This is my fourth kick at the Richler bio can - two previous kicks here and here (can't find the other one). I am reluctant to check, but I am fairly sure I have not repeated myself much. And if I have, oh well...

Wednesday, September 29, 2010

Has Ford driven a city (off the cliff) lately?

I sometimes push back against the reflex mocking of my adopted city, but if this man becomes mayor - and I think he will - we deserve everything anyone says about us from now on:

I will say this: his grasp on municipal budgeting is as firm as his grasp on the importance of appearing relaxed and confident on video.

I've seen more natural-looking performances in an S&M dungeon.

Sunday, September 26, 2010

Memories of 2010's Word on the Street (Toronto)

Stuart McLean reading in a nearby tent, making me think someone had CBC Radio on too loud.

Yann Martel in the audience, bouncing a baby on his lap, while I moderated a panel on YA writing that included his wife.

My ugly mug on the Toronto Star's billboards all over the park. (Thought about stealing one.)

A chat about circumcision in the VIP Lounge (hello...) with Andrew Kaufman and Steven Beattie.

An old man wandering around the park wearing a skull cap with a fake, blue mohawk - for no apparent reason.

Dan Smith of the Star, answering an audience member's question about whether her self-published book could get reviewed in the paper thus: "Not with a ten-foot pole."

Human feces all over the inside of one porta potty, which I later used as a metaphor for the life of a book reviewer. (VIP Lounge notwithstanding.)

A child of about five, not wanting to go home and crying "No no no no no no no no no..." For about ten minutes.

A veteran author saying hello at the end of the day and asking, "I was on the jury that gave you some prize, wasn't I?"

Trevor Cole and Ken Finkleman - a double-shot o' murder

My double-review of the new Trevor Cole and Ken Finkleman novels is in today's Toronto Star.
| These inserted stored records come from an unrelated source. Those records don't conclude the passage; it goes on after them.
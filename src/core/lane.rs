//! FIFO lane that gives a worker its ordering guarantee.
//!
//! Producers push cells; the producer that moves the work-in-progress counter
//! off zero owns the drain and runs queued cells one at a time until the
//! counter returns to zero. Every unit of the counter corresponds to a cell
//! pushed before the increment, so the drain always finds one to pop.

use std::collections::VecDeque;
use std::sync::atomic::{AtomicUsize, Ordering};
use std::sync::Arc;

use parking_lot::Mutex;

use super::task::TaskCell;

#[derive(Default)]
pub(crate) struct SerialLane {
    queue: Mutex<VecDeque<Arc<TaskCell>>>,
    wip: AtomicUsize,
}

impl SerialLane {
    pub(crate) fn new() -> Self {
        Self::default()
    }

    /// Queue `cell`. Returns `true` when the caller must start a drain.
    pub(crate) fn push(&self, cell: Arc<TaskCell>) -> bool {
        self.queue.lock().push_back(cell);
        self.wip.fetch_add(1, Ordering::AcqRel) == 0
    }

    /// Run queued cells in order until the lane is empty.
    pub(crate) fn drain(&self) {
        loop {
            let next = self.queue.lock().pop_front();
            if let Some(cell) = next {
                cell.run();
            }
            if self.wip.fetch_sub(1, Ordering::AcqRel) == 1 {
                break;
            }
        }
    }
}
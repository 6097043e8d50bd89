//! Configuration models for execution facilities and scheduler selection.

pub mod executor;
pub mod scheduler;

pub use executor::{ExecutorConfig, DEFAULT_THREAD_NAME_PREFIX, DEFAULT_THREAD_STACK_SIZE};
pub use scheduler::{SchedulerConfig, SchedulerKind};
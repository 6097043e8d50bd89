//! Process-wide sink for failures raised by scheduled tasks.
//!
//! A task that panics never unwinds into the execution facility's thread. The
//! task wrapper catches the panic and hands a [`TaskFailure`] to the hook
//! installed with [`set_failure_hook`], or logs it with `tracing::error!` when
//! no hook was installed.

use std::any::Any;
use std::fmt;
use std::panic::{self, AssertUnwindSafe};
use std::sync::OnceLock;
use std::thread;

use tracing::error;

use super::error::SchedulerError;

/// Description of a task that panicked.
#[derive(Debug, Clone, PartialEq, Eq)]
pub struct TaskFailure {
    /// Process-unique id of the failed task.
    pub task_id: u64,
    /// Name of the thread the task ran on, if it had one.
    pub thread: Option<String>,
    /// Panic message.
    pub message: String,
}

impl TaskFailure {
    pub(crate) fn from_panic(task_id: u64, payload: &(dyn Any + Send)) -> Self {
        Self {
            task_id,
            thread: thread::current().name().map(str::to_owned),
            message: panic_message(payload),
        }
    }
}

impl fmt::Display for TaskFailure {
    fn fmt(&self, f: &mut fmt::Formatter<'_>) -> fmt::Result {
        write!(
            f,
            "task {} failed on {}: {}",
            self.task_id,
            self.thread.as_deref().unwrap_or("<unnamed>"),
            self.message
        )
    }
}

type FailureHook = Box<dyn Fn(&TaskFailure) + Send + Sync + 'static>;

static FAILURE_HOOK: OnceLock<FailureHook> = OnceLock::new();

/// Install the process-wide failure hook.
///
/// Meant to be called once at process start, before any scheduler runs work.
///
/// # Errors
///
/// Returns `SchedulerError::HookAlreadySet` if a hook was installed before.
pub fn set_failure_hook<F>(hook: F) -> Result<(), SchedulerError>
where
    F: Fn(&TaskFailure) + Send + Sync + 'static,
{
    FAILURE_HOOK
        .set(Box::new(hook))
        .map_err(|_| SchedulerError::HookAlreadySet)
}

/// Whether a custom failure hook has been installed.
#[must_use]
pub fn failure_hook_installed() -> bool {
    FAILURE_HOOK.get().is_some()
}

pub(crate) fn report(failure: &TaskFailure) {
    let Some(hook) = FAILURE_HOOK.get() else {
        error!(
            task_id = failure.task_id,
            thread = failure.thread.as_deref().unwrap_or("<unnamed>"),
            message = %failure.message,
            "Uncaught failure in scheduled task"
        );
        return;
    };
    if panic::catch_unwind(AssertUnwindSafe(|| hook(failure))).is_err() {
        error!(task_id = failure.task_id, "Failure hook panicked while reporting");
    }
}

/// Best-effort extraction of a panic payload's message.
pub(crate) fn panic_message(payload: &(dyn Any + Send)) -> String {
    if let Some(msg) = payload.downcast_ref::<&str>() {
        (*msg).to_string()
    } else if let Some(msg) = payload.downcast_ref::<String>() {
        msg.clone()
    } else {
        "non-string panic payload".to_string()
    }
}
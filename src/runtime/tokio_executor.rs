//! Tokio runtime adapter.
//!
//! Tasks are synchronous closures, so they run on tokio's blocking pool via
//! `spawn_blocking`; only the timers live on the async workers. The wrapped
//! runtime must have its time driver enabled.

use std::sync::atomic::{AtomicBool, Ordering};
use std::sync::Arc;
use std::time::Duration;

use parking_lot::Mutex;
use tokio::runtime::{Builder, Handle, Runtime};
use tokio::time::{self, Instant, MissedTickBehavior};
use tracing::{debug, info};

use crate::core::{Capabilities, Executor, Job, RejectedExecution, RepeatingJob, SchedulerError};

/// Roughly thirty years.
const FAR_FUTURE: Duration = Duration::from_secs(30 * 365 * 24 * 60 * 60);

/// An [`Executor`] over a tokio runtime.
pub struct TokioExecutor {
    handle: Handle,
    /// Present only when this executor created the runtime.
    runtime: Mutex<Option<Runtime>>,
    shutdown: Arc<AtomicBool>,
}

impl TokioExecutor {
    /// Submit work to an existing runtime. Shutdown leaves the runtime running.
    #[must_use]
    pub fn new(handle: Handle) -> Self {
        Self {
            handle,
            runtime: Mutex::new(None),
            shutdown: Arc::new(AtomicBool::new(false)),
        }
    }

    /// Wrap the runtime the caller is running on.
    ///
    /// # Errors
    ///
    /// `SchedulerError::Runtime` when called outside a tokio runtime.
    pub fn current() -> Result<Self, SchedulerError> {
        Handle::try_current()
            .map(Self::new)
            .map_err(|e| SchedulerError::Runtime(e.to_string()))
    }

    /// Start and own a multi-threaded runtime with `worker_threads` workers.
    ///
    /// The runtime is shut down in the background when the executor shuts
    /// down.
    ///
    /// # Errors
    ///
    /// `SchedulerError::InvalidConfig` for zero threads,
    /// `SchedulerError::Runtime` if the runtime cannot be built.
    pub fn with_worker_threads(worker_threads: usize) -> Result<Self, SchedulerError> {
        if worker_threads == 0 {
            return Err(SchedulerError::InvalidConfig("worker_threads must be greater than 0".into()));
        }
        let runtime = Builder::new_multi_thread()
            .worker_threads(worker_threads)
            .thread_name("prometheus-scheduler-tokio")
            .enable_all()
            .build()
            .map_err(|e| SchedulerError::Runtime(e.to_string()))?;
        info!(worker_threads, "Tokio runtime started");
        Ok(Self {
            handle: runtime.handle().clone(),
            runtime: Mutex::new(Some(runtime)),
            shutdown: Arc::new(AtomicBool::new(false)),
        })
    }

    /// Handle of the runtime jobs are spawned on.
    #[must_use]
    pub fn handle(&self) -> &Handle {
        &self.handle
    }

    fn check_open(&self) -> Result<(), RejectedExecution> {
        if self.is_shutdown() {
            Err(RejectedExecution::Shutdown)
        } else {
            Ok(())
        }
    }
}

impl Executor for TokioExecutor {
    fn execute(&self, job: Job) -> Result<(), RejectedExecution> {
        self.check_open()?;
        drop(self.handle.spawn_blocking(job));
        Ok(())
    }

    fn capabilities(&self) -> Capabilities {
        Capabilities::TIMED
    }

    fn execute_after(&self, job: Job, delay: Duration) -> Result<(), RejectedExecution> {
        self.check_open()?;
        let shutdown = Arc::clone(&self.shutdown);
        let handle = self.handle.clone();
        drop(self.handle.spawn(async move {
            time::sleep(delay).await;
            if !shutdown.load(Ordering::Acquire) {
                drop(handle.spawn_blocking(job));
            }
        }));
        Ok(())
    }

    fn execute_at_fixed_rate(
        &self,
        job: RepeatingJob,
        initial_delay: Duration,
        period: Duration,
    ) -> Result<(), RejectedExecution> {
        if period.is_zero() {
            return Err(RejectedExecution::InvalidPeriod);
        }
        self.check_open()?;

        let shutdown = Arc::clone(&self.shutdown);
        let handle = self.handle.clone();
        drop(self.handle.spawn(async move {
            let now = Instant::now();
            let start = now
                .checked_add(initial_delay)
                .or_else(|| now.checked_add(FAR_FUTURE))
                .unwrap_or(now);
            let mut ticker = time::interval_at(start, period);
            // Late ticks fire back to back, keeping the `start + n * period` schedule.
            ticker.set_missed_tick_behavior(MissedTickBehavior::Burst);

            let mut job = job;
            loop {
                ticker.tick().await;
                if shutdown.load(Ordering::Acquire) {
                    break;
                }
                // The job moves onto the blocking pool for the tick and comes back.
                let tick = handle.spawn_blocking(move || {
                    let again = job();
                    (job, again)
                });
                match tick.await {
                    Ok((returned, true)) => job = returned,
                    Ok((_, false)) => break,
                    Err(e) => {
                        debug!(error = %e, "Periodic tick did not complete; repetition stopped");
                        break;
                    }
                }
            }
        }));
        Ok(())
    }

    fn shutdown(&self) {
        if self.shutdown.swap(true, Ordering::AcqRel) {
            return;
        }
        if let Some(runtime) = self.runtime.lock().take() {
            runtime.shutdown_background();
            info!("Owned tokio runtime shut down");
        }
    }

    fn is_shutdown(&self) -> bool {
        self.shutdown.load(Ordering::Acquire)
    }
}

impl Drop for TokioExecutor {
    fn drop(&mut self) {
        self.shutdown();
    }
}

#[cfg(test)]
mod tests {
    use super::*;

    #[test]
    fn test_current_outside_runtime_fails() {
        assert!(matches!(TokioExecutor::current(), Err(SchedulerError::Runtime(_))));
    }

    #[test]
    fn test_zero_worker_threads_is_invalid() {
        assert!(matches!(
            TokioExecutor::with_worker_threads(0),
            Err(SchedulerError::InvalidConfig(_))
        ));
    }

    #[test]
    fn test_owned_runtime_runs_jobs_and_shuts_down() {
        let executor = TokioExecutor::with_worker_threads(1).unwrap();
        let (tx, rx) = std::sync::mpsc::channel();
        executor
            .execute(Box::new(move || {
                let _ = tx.send(7);
            }))
            .unwrap();
        assert_eq!(rx.recv_timeout(Duration::from_secs(5)).unwrap(), 7);

        executor.shutdown();
        assert!(executor.is_shutdown());
        assert_eq!(executor.execute(Box::new(|| {})), Err(RejectedExecution::Shutdown));
    }
}
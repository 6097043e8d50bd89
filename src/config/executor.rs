//! Configuration for the built-in thread pool facility.

use serde::{Deserialize, Serialize};

/// Default stack size for pool threads (2 MiB).
pub const DEFAULT_THREAD_STACK_SIZE: usize = 2 * 1024 * 1024;

/// Default prefix for pool thread names.
pub const DEFAULT_THREAD_NAME_PREFIX: &str = "prometheus-scheduler";

/// Settings for a [`ThreadPoolExecutor`](crate::core::ThreadPoolExecutor).
#[derive(Debug, Clone, PartialEq, Eq, Serialize, Deserialize)]
#[serde(default)]
pub struct ExecutorConfig {
    /// Number of worker threads.
    pub threads: usize,
    /// Job queue bound. `None` means unbounded.
    pub queue_capacity: Option<usize>,
    /// Whether to run a timer thread for delayed and periodic jobs.
    pub timer: bool,
    /// Prefix for thread names (`{prefix}-{n}`, `{prefix}-timer`).
    pub thread_name_prefix: String,
    /// Stack size for worker threads, in bytes.
    pub thread_stack_size: usize,
}

impl Default for ExecutorConfig {
    fn default() -> Self {
        Self {
            threads: 1,
            queue_capacity: None,
            timer: true,
            thread_name_prefix: DEFAULT_THREAD_NAME_PREFIX.to_string(),
            thread_stack_size: DEFAULT_THREAD_STACK_SIZE,
        }
    }
}

impl ExecutorConfig {
    /// Single-threaded, unbounded, timer-capable defaults.
    #[must_use]
    pub fn new() -> Self {
        Self::default()
    }

    /// Set the number of worker threads.
    #[must_use]
    pub fn with_threads(mut self, threads: usize) -> Self {
        self.threads = threads;
        self
    }

    /// Bound the job queue.
    #[must_use]
    pub fn with_queue_capacity(mut self, capacity: usize) -> Self {
        self.queue_capacity = Some(capacity);
        self
    }

    /// Enable or disable the timer thread.
    #[must_use]
    pub fn with_timer(mut self, timer: bool) -> Self {
        self.timer = timer;
        self
    }

    /// Set the thread name prefix.
    #[must_use]
    pub fn with_thread_name_prefix(mut self, prefix: impl Into<String>) -> Self {
        self.thread_name_prefix = prefix.into();
        self
    }

    /// Set the worker thread stack size.
    #[must_use]
    pub fn with_thread_stack_size(mut self, bytes: usize) -> Self {
        self.thread_stack_size = bytes;
        self
    }

    /// Validate configuration values.
    ///
    /// # Errors
    ///
    /// Returns a description of the first invalid field.
    pub fn validate(&self) -> Result<(), String> {
        if self.threads == 0 {
            return Err("threads must be greater than 0".into());
        }
        if self.queue_capacity == Some(0) {
            return Err("queue_capacity must be greater than 0 when set".into());
        }
        if self.thread_name_prefix.is_empty() {
            return Err("thread_name_prefix must not be empty".into());
        }
        if self.thread_stack_size == 0 {
            return Err("thread_stack_size must be greater than 0".into());
        }
        Ok(())
    }
}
If you disagree, come tell me at the Word on the Street TO Star tent today at 4. Come one, come all.

A taste:

Murder mysteries are among the most conservative of literary genres. Though their plots revel in crime, corruption, lies and death, the understanding is that murder happens for a reason, and those reasons are discoverable, even if the perpetrators are not always apprehend able. There are many brilliant exceptions to this formula — most sophisticated mystery fans will already be silently mouthing them — but that is the formula at its simplest.

Comic writing, especially the black-hearted kind, is possessed of a much more anarchic vision, one that delights in disorder and sees no reason to correct it. When a murder occurs in a comedy, the reason behind it is often irrelevant or non-existent. Simply put: Nobody really cares why or how Bernie died, they just want to watch two goofs spend a weekend with the corpse.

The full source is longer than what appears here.